Валерий Брюсов - Священная жертва
Конечно, Пушкин в значительной степени только прикрывался формулой «пока не требует поэта»… Она была ему нужна, как ответ врагам, злобно передававшим друг другу на ухо о его «разврате», о его страсти к картам. Несмотря на собственное признание Пушкина, что он «ничтожней всех», нам его образ и в жизни представляется гораздо более высоким, чем хотя бы Языкова, поставившего поэту совсем противоположный идеал («В мире будь величествен и свят»). Но неоспоримо, что, как романтик (в широком смысле термина), Пушкин далеко не всем сторонам своей души давал доступ в свое творчество. В иные мгновения жизни он сам не считал себя достойным предстать пред алтарем своего божества для «священной жертвы». Подобно Баратынскому, Пушкин делил свои переживания на «откровенья преисподней» и на «небесные мечты». Лишь в таких случайных для Пушкина созданиях, как «Гимн в честь Чумы», «Египетские ночи», «В начале жизни школу помню я», сохранены нам намеки на ночную сторону его души. Те бури страстей, которые он переживал в Одессе или во дни, приведшие его к трагической дуэли, – Пушкин скрыл от людей, не только с гордостью человека, не желающего выставлять своих страданий «на диво черни простодушной», но и со стыдливостью художника, отделяющего жизнь от искусства. Какие откровения погибли для нас в этом принудительном молчании! Пушкину казалось, что эти признания унизят его творчество, хотя они не унижали его жизни. Насильственно отрывал он себя – поэта от себя – человека, заставлял себя писать «Анжело» и все мечтал о побеге «в обитель чистую трудов и мирных нег», думая, что там найдет он второе Болдино. Но ведь в Болдине была не «обитель нег и трудов», а дни мучительной разлуки с невестой, встающие в одиночестве кошмары его «преступной юности», угроза близкой смерти!

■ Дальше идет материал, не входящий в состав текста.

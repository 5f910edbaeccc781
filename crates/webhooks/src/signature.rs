//! Signature header parsing and candidate matching.

/// One `version,signature` pair from a signature header.
#[derive(Debug, Clone, Copy, PartialEq, Eq)]
pub struct SignatureToken<'a> {
    /// Version tag, e.g. `v1`
    pub version: &'a str,
    /// Encoded signature after the first comma
    pub signature: &'a str,
}

/// Split a signature header into tokens, in header order.
///
/// Tokens are separated by single spaces and split on their first comma.
/// Tokens without a comma are dropped.
pub fn parse_signature_header(value: &str) -> impl Iterator<Item = SignatureToken<'_>> {
    value
        .split(' ')
        .filter_map(|token| token.split_once(','))
        .map(|(version, signature)| SignatureToken { version, signature })
}

/// Return true if any token tagged `version` satisfies `matches`.
///
/// Candidates are tried in header order and the scan stops at the first
/// match. Tokens with other versions are skipped without error.
pub fn any_signature_matches<F>(header: &str, version: &str, mut matches: F) -> bool
where
    F: FnMut(&str) -> bool,
{
    parse_signature_header(header)
        .filter(|token| token.version == version)
        .any(|token| matches(token.signature))
}
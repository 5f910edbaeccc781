//! Canonical message construction and HMAC-SHA256 signing.

use base64::engine::general_purpose::STANDARD;
use base64::Engine;
use hmac::{Hmac, Mac};
use sha2::Sha256;

use crate::Timestamp;

type HmacSha256 = Hmac<Sha256>;

/// Version tag of HMAC-SHA256 signatures.
pub const SIGNATURE_VERSION: &str = "v1";

/// Build the bytes that get signed: `{msg_id}.{timestamp}.{payload}`.
///
/// The payload is appended verbatim; it does not need to be UTF-8.
pub fn canonical_message(msg_id: &str, timestamp: Timestamp, payload: &[u8]) -> Vec<u8> {
    let timestamp = timestamp.to_string();
    let mut message = Vec::with_capacity(msg_id.len() + timestamp.len() + payload.len() + 2);
    message.extend_from_slice(msg_id.as_bytes());
    message.push(b'.');
    message.extend_from_slice(timestamp.as_bytes());
    message.push(b'.');
    message.extend_from_slice(payload);
    message
}

/// Generate an HMAC-SHA256 digest.
///
/// # Arguments
/// * `key` - Secret key bytes
/// * `message` - Message to sign
///
/// # Returns
/// The raw 32-byte digest
pub fn hmac_sha256(key: &[u8], message: &[u8]) -> [u8; 32] {
    let mut mac = HmacSha256::new_from_slice(key)
        .expect("HMAC can take key of any size");
    mac.update(message);
    let mut digest = [0u8; 32];
    digest.copy_from_slice(&mac.finalize().into_bytes());
    digest
}

/// Join a version tag and an encoded signature into a header token.
pub fn versioned(version: &str, encoded: &str) -> String {
    format!("{version},{encoded}")
}

/// Base64 of the HMAC over the canonical message, without the version tag.
pub(crate) fn expected_signature(key: &[u8], msg_id: &str, timestamp: Timestamp, payload: &[u8]) -> String {
    let message = canonical_message(msg_id, timestamp, payload);
    STANDARD.encode(hmac_sha256(key, &message))
}

/// Full `v1,<base64>` signature.
pub(crate) fn sign_v1(key: &[u8], msg_id: &str, timestamp: Timestamp, payload: &[u8]) -> String {
    versioned(
        SIGNATURE_VERSION,
        &expected_signature(key, msg_id, timestamp, payload),
    )
}
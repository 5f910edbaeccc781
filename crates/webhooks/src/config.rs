//! Verification settings.

use serde::{Deserialize, Serialize};
use std::time::Duration;

use crate::timestamp::DEFAULT_TOLERANCE;
use crate::{Result, WebhookError};

/// Settings shared by symmetric and asymmetric webhooks.
///
/// Can be embedded in an application's TOML config:
///
/// ```toml
/// [webhooks]
/// tolerance_secs = 300
/// accept_alias_headers = true
/// ```
#[derive(Debug, Clone, PartialEq, Eq, Serialize, Deserialize)]
pub struct WebhookConfig {
    /// Allowed clock skew, in seconds, in either direction
    #[serde(default = "default_tolerance_secs")]
    pub tolerance_secs: u64,

    /// Also look for `svix-*` headers when `webhook-*` ones are absent
    #[serde(default = "default_true")]
    pub accept_alias_headers: bool,
}

impl Default for WebhookConfig {
    fn default() -> Self {
        Self {
            tolerance_secs: default_tolerance_secs(),
            accept_alias_headers: true,
        }
    }
}

fn default_tolerance_secs() -> u64 {
    DEFAULT_TOLERANCE.as_secs()
}

fn default_true() -> bool {
    true
}

impl WebhookConfig {
    /// Parse from a TOML document; missing keys take their defaults.
    pub fn from_toml_str(content: &str) -> Result<Self> {
        toml::from_str(content).map_err(|e| WebhookError::Config(e.to_string()))
    }

    /// Override the tolerance window.
    pub fn with_tolerance(mut self, tolerance: Duration) -> Self {
        self.tolerance_secs = tolerance.as_secs();
        self
    }

    /// Enable or disable the `svix-*` header aliases.
    pub fn with_alias_headers(mut self, accept: bool) -> Self {
        self.accept_alias_headers = accept;
        self
    }

    /// The tolerance window as a duration.
    pub fn tolerance(&self) -> Duration {
        Duration::from_secs(self.tolerance_secs)
    }
}
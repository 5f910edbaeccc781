//! Error types for webhook signing and verification.

use thiserror::Error;

/// Result type alias for webhook operations.
pub type Result<T> = std::result::Result<T, WebhookError>;

/// Errors that can occur while constructing, signing or verifying.
#[derive(Debug, Clone, PartialEq, Eq, Error)]
pub enum WebhookError {
    /// The configured secret or key could not be decoded
    #[error("Invalid secret: {0}")]
    InvalidSecret(String),

    /// Configuration could not be parsed
    #[error("Invalid configuration: {0}")]
    Config(String),

    /// Signing failed
    #[error(transparent)]
    Signing(#[from] SigningError),

    /// Verification failed
    #[error(transparent)]
    Verification(#[from] VerificationError),
}

impl WebhookError {
    /// The verification reason, if this is a verification failure.
    pub fn verification_reason(&self) -> Option<VerificationError> {
        match self {
            Self::Verification(reason) => Some(*reason),
            _ => None,
        }
    }
}

/// Reasons `sign` can fail.
#[derive(Debug, Clone, PartialEq, Eq, Error)]
pub enum SigningError {
    /// Timestamp is not a whole, non-negative number of seconds
    #[error("Invalid timestamp: {0}")]
    InvalidTimestamp(String),

    /// Asymmetric webhook was built from a public key only
    #[error("Missing signing key")]
    MissingSigningKey,
}

/// Reasons `verify` can reject a message.
///
/// The `Display` strings are shared with the other Standard Webhooks
/// libraries, so receivers can report them verbatim.
#[derive(Debug, Clone, Copy, PartialEq, Eq, Hash, Error)]
pub enum VerificationError {
    /// One of the id, signature or timestamp headers is absent or empty
    #[error("Missing required headers")]
    MissingHeaders,

    /// Timestamp header is not a whole, non-negative number
    #[error("Invalid Signature Headers")]
    InvalidHeaders,

    /// Timestamp is older than the tolerance window
    #[error("Message timestamp too old")]
    TimestampTooOld,

    /// Timestamp is further in the future than the tolerance window
    #[error("Message timestamp too new")]
    TimestampTooNew,

    /// No candidate signature matched
    #[error("No matching signature found")]
    NoMatchingSignature,

    /// Signature matched but the payload is not a JSON object
    #[error("Invalid payload")]
    InvalidPayload,
}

Мы, которым Эдгар По открыл весь соблазн своего «демона извращенности», мы, для которых Ницше переоценил старые ценности, не можем идти за Пушкиным на этот путь молчания. Мы знаем только один завет к художнику: искренность, крайнюю, последнюю. Нет особых мигов, когда поэт становится поэтом: он или всегда поэт, или никогда. И душа не должна ждать Божественного глагола, чтобы встрепенуться, «как пробудившийся орел». Этот орел должен смотреть на мир вечно бессонными глазами. Если не настало время, когда для него в этом прозрении – блаженство, мы готовы заставить его бодрствовать во что бы то ни стало, ценой страданий. Мы требуем от поэта, чтобы он неустанно приносил свои «священные жертвы» не только стихами, но каждым часом своей жизни, каждым чувством, – своей любовью, своей ненавистью, достижениями и падениями. Пусть поэт творит не свои книги, а свою жизнь. Пусть хранит он алтарный пламень неугасимым, как огонь Весты, пусть разожжет его в великий костер, не боясь, что на нем сгорит и его жизнь. На алтарь нашего божества мы бросаем самих себя. Только жреческий нож; рассекающий грудь, дает право на имя поэта.
1905Сноски
1
Все преходяще. Лишь мощное искусствоВечно
(фр.).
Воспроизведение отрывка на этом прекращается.